### Exercise instructions
Report, from the records below, every line where the word "assets" appears.

### Collected data entries
//! Fluent message bundles for the terminal host, one per supported locale.

use std::collections::HashMap;

use fluent_bundle::{FluentArgs, FluentBundle, FluentResource};
use tracing::warn;
use unic_langid::LanguageIdentifier;

use crate::locale::Locale;

const EN_FTL: &str = include_str!("../assets/i18n/en.ftl");
const AR_FTL: &str = include_str!("../assets/i18n/ar.ftl");

pub struct Messages {
    bundles: HashMap<Locale, FluentBundle<FluentResource>>,
}

impl Default for Messages {
    fn default() -> Self {
        Self::new()
    }
}

impl Messages {
    pub fn new() -> Self {
        let bundles = [(Locale::En, EN_FTL), (Locale::Ar, AR_FTL)]
            .into_iter()
            .map(|(locale, source)| (locale, load_bundle(locale, source)))
            .collect();
        Self { bundles }
    }

    pub fn tr(&self, locale: Locale, key: &str) -> String {
        self.format(locale, key, None)
    }

    pub fn tr_args(&self, locale: Locale, key: &str, args: &FluentArgs) -> String {
        self.format(locale, key, Some(args))
    }

    /// Missing keys come back as the key itself.
    fn format(&self, locale: Locale, key: &str, args: Option<&FluentArgs>) -> String {
        let pattern = self
            .bundles
            .get(&locale)
            .and_then(|bundle| Some((bundle, bundle.get_message(key)?.value()?)));
        let Some((bundle, pattern)) = pattern else {
            warn!(%locale, key, "Missing message");
            return key.to_string();
        };

        let mut errors = Vec::new();
        let value = bundle.format_pattern(pattern, args, &mut errors);
        if !errors.is_empty() {
            warn!(%locale, key, ?errors, "Failed to format message");
        }
        value.into_owned()
    }
}

fn load_bundle(locale: Locale, source: &str) -> FluentBundle<FluentResource> {
    let langid: LanguageIdentifier = locale.code().parse().unwrap_or_default();
    let mut bundle = FluentBundle::new(vec![langid]);
    // Terminal output has no use for bidi isolation marks around placeables.
    bundle.set_use_isolating(false);

    let resource = FluentResource::try_new(source.to_string()).unwrap_or_else(|(resource, errors)| {
        warn!(%locale, ?errors, "Message bundle has syntax errors");
        resource
    });
    if let Err(errors) = bundle.add_resource(resource) {
        warn!(%locale, ?errors, "Failed to add message bundle");
    }
    bundle
}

### Solution to this exercise
const EN_FTL: &str = include_str!("../assets/i18n/en.ftl");
const AR_FTL: &str = include_str!("../assets/i18n/ar.ftl");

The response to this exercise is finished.